# INSTRUCTIONS TO FOLLOW:
Supply the number of lines in the data below that hold "NotFound", and let that number be the whole answer.
** Opening RECORDS TO PROCESS block **
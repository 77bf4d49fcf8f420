//! Backing stores: where tile bytes live
//!
//! The cache only needs [`TileSource`]: read one tile, list the tiles of a
//! level. The contraction pass also needs [`TileSink`] to write tiles back.
//! [`DirTileStore`] is the on-disk layout; [`MemTileStore`] keeps tiles in
//! memory for tests and tools.

use std::fs::{self, File};
use std::path::{Path, PathBuf};
use std::sync::Arc;

use butterfly_common::{Error, GraphId, Result};
use memmap2::Mmap;
use parking_lot::RwLock;
use rustc_hash::FxHashMap;

use crate::hierarchy;
use crate::tile::TileBuffer;

pub const TILE_EXTENSION: &str = "gph";

/// Read side of a backing store
pub trait TileSource: Send + Sync {
    /// Raw bytes of one tile (entity bits of `tile` are ignored).
    /// Missing tiles are `Error::NotFound`.
    fn read(&self, tile: GraphId) -> Result<TileBuffer>;

    /// Tile indexes present at `level`, ascending
    fn enumerate(&self, level: u8) -> Result<Vec<u32>>;

    fn exists(&self, tile: GraphId) -> bool {
        self.read(tile).is_ok()
    }
}

/// Write side of a backing store
pub trait TileSink {
    fn write(&self, tile: GraphId, bytes: &[u8]) -> Result<()>;
}

impl<T: TileSource + ?Sized> TileSource for Arc<T> {
    fn read(&self, tile: GraphId) -> Result<TileBuffer> {
        (**self).read(tile)
    }

    fn enumerate(&self, level: u8) -> Result<Vec<u32>> {
        (**self).enumerate(level)
    }

    fn exists(&self, tile: GraphId) -> bool {
        (**self).exists(tile)
    }
}

impl<T: TileSink + ?Sized> TileSink for Arc<T> {
    fn write(&self, tile: GraphId, bytes: &[u8]) -> Result<()> {
        (**self).write(tile, bytes)
    }
}

/// Zero-padded digit width used for tile file names at a level
fn index_width(level: u8) -> Result<usize> {
    let info = hierarchy::level(level)
        .ok_or_else(|| Error::InvalidArgument(format!("level {level} is not in the hierarchy")))?;
    let digits = info.max_tile_index().to_string().len();
    Ok(digits.div_ceil(3) * 3)
}

/// Relative path of a tile: `<level>/<ddd>/.../<ddd>.gph`
///
/// The tile index is zero-padded to a multiple of three digits sized for
/// the level's largest index, then split into three-digit components.
pub fn tile_path(tile: GraphId) -> Result<PathBuf> {
    let level = tile.level();
    let width = index_width(level)?;
    let max = hierarchy::level(level).map(|l| l.max_tile_index()).unwrap_or(0);
    if tile.tile_index() > max {
        return Err(Error::InvalidArgument(format!(
            "tile index {} exceeds level {level} maximum {max}",
            tile.tile_index()
        )));
    }

    let padded = format!("{:0width$}", tile.tile_index(), width = width);
    let mut path = PathBuf::from(level.to_string());
    let chunks: Vec<&str> = padded
        .as_bytes()
        .chunks(3)
        .map(|c| std::str::from_utf8(c).unwrap_or("000"))
        .collect();
    for (i, chunk) in chunks.iter().enumerate() {
        if i + 1 == chunks.len() {
            path.push(format!("{chunk}.{TILE_EXTENSION}"));
        } else {
            path.push(chunk);
        }
    }
    Ok(path)
}

/// Tiles stored as files under a root directory
#[derive(Debug, Clone)]
pub struct DirTileStore {
    root: PathBuf,
    use_mmap: bool,
}

impl DirTileStore {
    pub fn new(root: impl Into<PathBuf>) -> Self {
        Self {
            root: root.into(),
            use_mmap: false,
        }
    }

    /// Serve reads through read-only memory maps instead of copies
    pub fn with_mmap(mut self, use_mmap: bool) -> Self {
        self.use_mmap = use_mmap;
        self
    }

    pub fn root(&self) -> &Path {
        &self.root
    }

    pub fn path_for(&self, tile: GraphId) -> Result<PathBuf> {
        Ok(self.root.join(tile_path(tile)?))
    }

    /// Collect tile indexes below `dir`; `prefix` holds the digits of the
    /// directories walked so far
    fn scan(dir: &Path, prefix: &str, width: usize, out: &mut Vec<u32>) -> Result<()> {
        for entry in fs::read_dir(dir)? {
            let entry = entry?;
            let name = entry.file_name();
            let name = name.to_string_lossy();
            let file_type = entry.file_type()?;

            if file_type.is_dir() {
                if name.len() == 3 && name.bytes().all(|b| b.is_ascii_digit()) {
                    Self::scan(&entry.path(), &format!("{prefix}{name}"), width, out)?;
                }
            } else if let Some(stem) = name.strip_suffix(&format!(".{TILE_EXTENSION}")) {
                let digits = format!("{prefix}{stem}");
                if digits.len() == width && digits.bytes().all(|b| b.is_ascii_digit()) {
                    if let Ok(index) = digits.parse::<u32>() {
                        out.push(index);
                    }
                }
            }
        }
        Ok(())
    }
}

impl TileSource for DirTileStore {
    fn read(&self, tile: GraphId) -> Result<TileBuffer> {
        let path = self.path_for(tile)?;

        if self.use_mmap {
            let file = File::open(&path).map_err(|e| Error::from_tile_io(tile, e))?;
            let len = file.metadata().map_err(|e| Error::from_tile_io(tile, e))?.len();
            if len == 0 {
                return Ok(TileBuffer::Owned(Vec::new()));
            }
            // SAFETY: tile files are immutable once written; the contraction
            // pass replaces them by rename, never in place.
            let map = unsafe { Mmap::map(&file) }.map_err(|e| Error::from_tile_io(tile, e))?;
            return Ok(TileBuffer::Mapped(map));
        }

        fs::read(&path)
            .map(TileBuffer::Owned)
            .map_err(|e| Error::from_tile_io(tile, e))
    }

    fn enumerate(&self, level: u8) -> Result<Vec<u32>> {
        let width = index_width(level)?;
        let dir = self.root.join(level.to_string());
        if !dir.is_dir() {
            return Ok(Vec::new());
        }

        let mut out = Vec::new();
        Self::scan(&dir, "", width, &mut out)?;
        out.sort_unstable();
        Ok(out)
    }

    fn exists(&self, tile: GraphId) -> bool {
        self.path_for(tile).map(|p| p.is_file()).unwrap_or(false)
    }
}

impl TileSink for DirTileStore {
    fn write(&self, tile: GraphId, bytes: &[u8]) -> Result<()> {
        let path = self.path_for(tile)?;
        if let Some(parent) = path.parent() {
            fs::create_dir_all(parent)?;
        }

        // Write-then-rename so readers never see a half-written tile
        let tmp = path.with_extension(format!("{TILE_EXTENSION}.tmp"));
        fs::write(&tmp, bytes)?;
        fs::rename(&tmp, &path)?;
        Ok(())
    }
}

/// Tiles held in memory
#[derive(Debug, Default)]
pub struct MemTileStore {
    tiles: RwLock<FxHashMap<GraphId, Arc<[u8]>>>,
}

impl MemTileStore {
    pub fn new() -> Self {
        Self::default()
    }

    pub fn len(&self) -> usize {
        self.tiles.read().len()
    }

    pub fn is_empty(&self) -> bool {
        self.tiles.read().is_empty()
    }

    pub fn remove(&self, tile: GraphId) -> bool {
        self.tiles.write().remove(&tile.tile_base()).is_some()
    }
}

impl TileSource for MemTileStore {
    fn read(&self, tile: GraphId) -> Result<TileBuffer> {
        self.tiles
            .read()
            .get(&tile.tile_base())
            .map(|bytes| TileBuffer::Owned(bytes.to_vec()))
            .ok_or(Error::NotFound(tile.tile_base()))
    }

    fn enumerate(&self, level: u8) -> Result<Vec<u32>> {
        let mut out: Vec<u32> = self
            .tiles
            .read()
            .keys()
            .filter(|id| id.level() == level)
            .map(|id| id.tile_index())
            .collect();
        out.sort_unstable();
        Ok(out)
    }

    fn exists(&self, tile: GraphId) -> bool {
        self.tiles.read().contains_key(&tile.tile_base())
    }
}

impl TileSink for MemTileStore {
    fn write(&self, tile: GraphId, bytes: &[u8]) -> Result<()> {
        self.tiles.write().insert(tile.tile_base(), Arc::from(bytes));
        Ok(())
    }
}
** Closing RECORDS TO PROCESS block **
# WRITTEN SOLUTION:
2